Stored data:
Content starts

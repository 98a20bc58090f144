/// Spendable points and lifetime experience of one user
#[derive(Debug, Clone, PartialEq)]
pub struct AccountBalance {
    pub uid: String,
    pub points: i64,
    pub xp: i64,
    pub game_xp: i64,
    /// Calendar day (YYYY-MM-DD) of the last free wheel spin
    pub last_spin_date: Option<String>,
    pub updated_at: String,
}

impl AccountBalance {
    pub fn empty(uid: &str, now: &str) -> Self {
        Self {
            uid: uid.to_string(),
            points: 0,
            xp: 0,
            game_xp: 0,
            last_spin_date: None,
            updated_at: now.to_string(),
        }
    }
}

Content ends

_Problem to solve:_ Please write out the entries exactly, keeping every line intact.

_Exercise result:_
repository 98a20bc58090f144
/// Spendable points and lifetime experience of one user
#[derive(Debug, Clone, PartialEq)]
pub struct AccountBalance {
    pub uid: String,
    pub points: i64,
    pub xp: i64,
    pub game_xp: i64,
    /// Calendar day (YYYY-MM-DD) of the last free wheel spin
    pub last_spin_date: Option<String>,
    pub updated_at: String,
}

impl AccountBalance {
    pub fn empty(uid: &str, now: &str) -> Self {
        Self {
            uid: uid.to_string(),
            points: 0,
            xp: 0,
            game_xp: 0,
            last_spin_date: None,
            updated_at: now.to_string(),
        }
    }
}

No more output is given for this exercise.